OBJECTIVE
We sought to estimate size and sources of differences in per capita expenditures on primary care medications in the US versus ten comparable countries combined: Australia, Canada, France, Germany, the Netherlands, New Zealand, Norway, Sweden, Switzerland, and the United Kingdom.
METHODS
Using market research data on year 2015 volumes and sales of medicines, we measure total per capita expenditures on six categories of primary care prescription drugs: hypertension treatments, pain medications, lipid lowing medicines, non-insulin diabetes treatments, gastrointestinal preparations, and antidepressants. We quantified the contributions of five drivers of the observed differences in per capita expenditures.
RESULTS
We estimated that the US spent 187% more per capita on primary care pharmaceuticals than did the ten comparable countries.

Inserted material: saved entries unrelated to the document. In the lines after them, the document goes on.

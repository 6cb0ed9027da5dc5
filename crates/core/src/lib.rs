//! Core types for the Biblio catalog
//!
//! This crate defines the foundational types used throughout the system:
//! - BookId: Catalog-assigned book identifier
//! - BookRecord: One book entry (identity + availability flag)
//! - BookSummary: The row shape returned by availability listings
//! - Role: Session roles and their allowed operation subsets
//! - Error: Error type hierarchy

#![warn(missing_docs)]
#![warn(clippy::all)]

pub mod error;
pub mod role;
pub mod types;

// Re-export commonly used types
pub use error::{Error, Result};
pub use role::{CatalogOp, ParseRoleError, Role};
pub use types::{BookId, BookRecord, BookSummary};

Despite the difference in spending levels, on average, Americans actually purchased 14% fewer days of related therapies than residents of the comparator countries. Most of the observed difference in expenditures was due to higher transaction prices of medicines and the use of a more expensive mix of medicines in the US.
CONCLUSIONS
If utilization patterns and pharmaceutical prices in the US were similar to those in the 10 comparator countries combined, total spending on primary care pharmaceuticals would fall by 30% or more. Such evidence on the level and drivers of US pharmaceutical expenditures should inform policies in this sector.